Aim of the task - From the listing below, select every line where the word "Assistant" appears.

Entries supplied -
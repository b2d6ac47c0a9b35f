//! 設定
//!
//! JSONファイルから読み込む。すべての項目にデフォルト値があり、ファイルがなくても動作する。

use crate::error::ConfigError;
use log::LevelFilter;
use serde::{Deserialize, Serialize};
use std::path::{Path, PathBuf};
use std::str::FromStr;

/// メッセージの送信者ロール
#[derive(Debug, Clone, Copy, Default, PartialEq, Eq, Serialize, Deserialize)]
#[serde(rename_all = "lowercase")]
pub enum MessageRole {
    #[default]
    Assistant,
    System,
    User,
}

/// 表示の密度
#[derive(Debug, Clone, Copy, Default, PartialEq, Eq, Serialize, Deserialize)]
#[serde(rename_all = "lowercase")]
pub enum ContentScaling {
    Xs,
    #[default]
    Sm,
    Md,
}

/// フラグメントエディタの表示設定
#[derive(Debug, Clone, PartialEq, Eq, Serialize, Deserialize)]
#[serde(default)]
pub struct EditorConfig {
    pub message_role: MessageRole,
    pub content_scaling: ContentScaling,
    /// 狭い画面向けに表示を詰める
    pub is_mobile: bool,
    pub render_text_as_markdown: bool,
}

impl Default for EditorConfig {
    fn default() -> Self {
        Self {
            message_role: MessageRole::Assistant,
            content_scaling: ContentScaling::Sm,
            is_mobile: false,
            render_text_as_markdown: true,
        }
    }
}

/// ログ設定
#[derive(Debug, Clone, PartialEq, Eq, Serialize, Deserialize)]
#[serde(default)]
pub struct LoggingConfig {
    /// `off` / `error` / `warn` / `info` / `debug` / `trace`
    pub level: String,
    /// 追記先ファイル（`~` 展開あり）
    pub file: Option<String>,
    pub stderr: bool,
}

impl Default for LoggingConfig {
    fn default() -> Self {
        Self {
            level: "info".to_string(),
            file: None,
            stderr: true,
        }
    }
}

impl LoggingConfig {
    pub fn level_filter(&self) -> Result<LevelFilter, ConfigError> {
        LevelFilter::from_str(&self.level).map_err(|_| ConfigError::InvalidValue {
            key: "logging.level".to_string(),
            value: self.level.clone(),
        })
    }

    pub fn resolved_file(&self) -> Option<PathBuf> {
        self.file
            .as_deref()
            .map(|path| PathBuf::from(shellexpand::tilde(path).into_owned()))
    }
}

/// アプリケーション設定
#[derive(Debug, Clone, Default, PartialEq, Eq, Serialize, Deserialize)]
#[serde(default)]
pub struct AppConfig {
    pub editor: EditorConfig,
    pub logging: LoggingConfig,
}

impl AppConfig {
    /// 既定の設定ファイルパス（`<config_dir>/fragdoc/config.json`）
    pub fn default_path() -> Option<PathBuf> {
        dirs::config_dir().map(|dir| dir.join("fragdoc").join("config.json"))
    }

    pub fn from_json_str(source: &str, origin: &str) -> Result<Self, ConfigError> {
        let config: AppConfig =
            serde_json::from_str(source).map_err(|err| ConfigError::InvalidFile {
                path: origin.to_string(),
                message: err.to_string(),
            })?;
        config.logging.level_filter()?;
        Ok(config)
    }

    pub fn load(path: &Path) -> Result<Self, ConfigError> {
        let expanded = shellexpand::tilde(&path.to_string_lossy()).into_owned();
        let source = std::fs::read_to_string(&expanded).map_err(|err| ConfigError::Io {
            path: expanded.clone(),
            message: err.to_string(),
        })?;
        Self::from_json_str(&source, &expanded)
    }

    /// 既定パスにファイルがあれば読み込み、なければデフォルト
    pub fn load_or_default() -> Result<Self, ConfigError> {
        match Self::default_path() {
            Some(path) if path.exists() => Self::load(&path),
            _ => Ok(Self::default()),
        }
    }
}
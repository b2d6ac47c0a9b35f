//! フロントエンド
//!
//! 端末上でフラグメントエディタを動かすアプリケーション。

pub mod tui;

pub use tui::{sample_message, TuiApplication};
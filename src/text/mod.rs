//! 表示用テキストの整形
//!
//! ブロック描画に渡す前に、埋め込みテキストを言語タグ付きのコードフェンスで包む。

use regex::Regex;
use std::sync::OnceLock;

/// 包み方
#[derive(Debug, Clone, Copy, PartialEq, Eq)]
pub enum WrapStyle {
    /// そのまま
    Plain,
    /// Markdownのコードフェンス
    MarkdownCode,
}

const MIN_FENCE_LEN: usize = 3;

fn backtick_runs() -> &'static Regex {
    static RUNS: OnceLock<Regex> = OnceLock::new();
    RUNS.get_or_init(|| Regex::new("`+").expect("backtick pattern is valid"))
}

fn fence_line() -> &'static Regex {
    static FENCE: OnceLock<Regex> = OnceLock::new();
    FENCE.get_or_init(|| Regex::new(r"^\s*`{3,}[^`]*$").expect("fence pattern is valid"))
}

/// テキストをラベル付きで包む
///
/// フェンスは本文中の最長のバッククォート列より長くするので、本文がフェンスを
/// 含んでいても閉じ位置がずれない。
pub fn wrap_text(text: &str, label: &str, style: WrapStyle) -> String {
    match style {
        WrapStyle::Plain => text.to_string(),
        WrapStyle::MarkdownCode => {
            let fence = "`".repeat(fence_len(text));
            let body = text.strip_suffix('\n').unwrap_or(text);
            let label = info_string(label);
            format!("{fence}{label}\n{body}\n{fence}")
        }
    }
}

/// 開始行に置けるラベル。改行は空白に、バッククォートは取り除く。
fn info_string(label: &str) -> String {
    let cleaned: String = label
        .chars()
        .filter(|c| *c != '`')
        .map(|c| if c == '\n' || c == '\r' { ' ' } else { c })
        .collect();
    cleaned.trim().to_string()
}

fn fence_len(text: &str) -> usize {
    let longest = backtick_runs()
        .find_iter(text)
        .map(|run| run.as_str().len())
        .max()
        .unwrap_or(0);
    MIN_FENCE_LEN.max(longest + 1)
}

/// コードフェンスの開始・終了行か
pub fn is_fence_line(line: &str) -> bool {
    fence_line().is_match(line)
}
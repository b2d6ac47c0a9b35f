//! ドキュメントフラグメントエディタ
//!
//! 埋め込みアタッチメント1つに対する 表示 / 編集 / 削除確認 の状態機械。
//! 変更はすべてホスト（`FragmentStore`）への置換・削除依頼として表現する。

use crossterm::event::{KeyCode, KeyEvent, KeyEventKind, KeyModifiers};
use std::fmt;

pub mod commands;
pub mod document;
pub mod set;
pub mod view;

pub use commands::{ButtonTone, CommandBar, CommandButton, EditorCommand};
pub use document::DocumentFragmentEditor;
pub use set::EditorSet;
pub use view::{BlocksRequest, EditorBody, EditorView, TextEditRequest};

use crate::fragments::FragmentId;

/// エディタの状態（編集中と削除確認中は排他）
#[derive(Debug, Clone, Copy, Default, PartialEq, Eq, Hash)]
pub enum EditorMode {
    #[default]
    Viewing,
    Editing,
    DeleteArmed,
}

impl fmt::Display for EditorMode {
    fn fmt(&self, f: &mut fmt::Formatter<'_>) -> fmt::Result {
        let label = match self {
            EditorMode::Viewing => "viewing",
            EditorMode::Editing => "editing",
            EditorMode::DeleteArmed => "delete armed",
        };
        f.write_str(label)
    }
}

/// テキスト編集部品から届く合図
#[derive(Debug, Clone, Copy, PartialEq, Eq)]
pub enum EditorSignal {
    /// 確定
    Enter,
    /// 取り消し
    Escape,
}

impl EditorSignal {
    /// キーイベントを合図に変換（Shift+Enterは改行入力として扱うので対象外）
    pub fn from_key_event(event: &KeyEvent) -> Option<Self> {
        if event.kind != KeyEventKind::Press {
            return None;
        }
        match event.code {
            KeyCode::Enter if !event.modifiers.contains(KeyModifiers::SHIFT) => {
                Some(EditorSignal::Enter)
            }
            KeyCode::Esc => Some(EditorSignal::Escape),
            _ => None,
        }
    }
}

/// 操作の結果
#[derive(Debug, Clone, PartialEq, Eq)]
pub enum EditOutcome {
    /// 状態が変わった
    ModeChanged(EditorMode),
    /// 編集テキストがないため何もしなかった
    Unchanged,
    /// その状態では意味のない合図
    Ignored,
    /// フラグメントが削除された
    Deleted { fragment_id: FragmentId },
    /// 新しい識別子のフラグメントに置き換えられた
    Replaced {
        fragment_id: FragmentId,
        new_fragment_id: FragmentId,
    },
}

#[cfg(test)]
mod tests {
    use super::*;

    #[test]
    fn enter_and_escape_become_signals() {
        let enter = KeyEvent::new(KeyCode::Enter, KeyModifiers::NONE);
        let escape = KeyEvent::new(KeyCode::Esc, KeyModifiers::NONE);
        let shift_enter = KeyEvent::new(KeyCode::Enter, KeyModifiers::SHIFT);
        let letter = KeyEvent::new(KeyCode::Char('a'), KeyModifiers::NONE);

        assert_eq!(EditorSignal::from_key_event(&enter), Some(EditorSignal::Enter));
        assert_eq!(EditorSignal::from_key_event(&escape), Some(EditorSignal::Escape));
        assert_eq!(EditorSignal::from_key_event(&shift_enter), None);
        assert_eq!(EditorSignal::from_key_event(&letter), None);
    }

    #[test]
    fn mode_display() {
        assert_eq!(EditorMode::DeleteArmed.to_string(), "delete armed");
    }
}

Solution to the exercise -
    Assistant,
            message_role: MessageRole::Assistant,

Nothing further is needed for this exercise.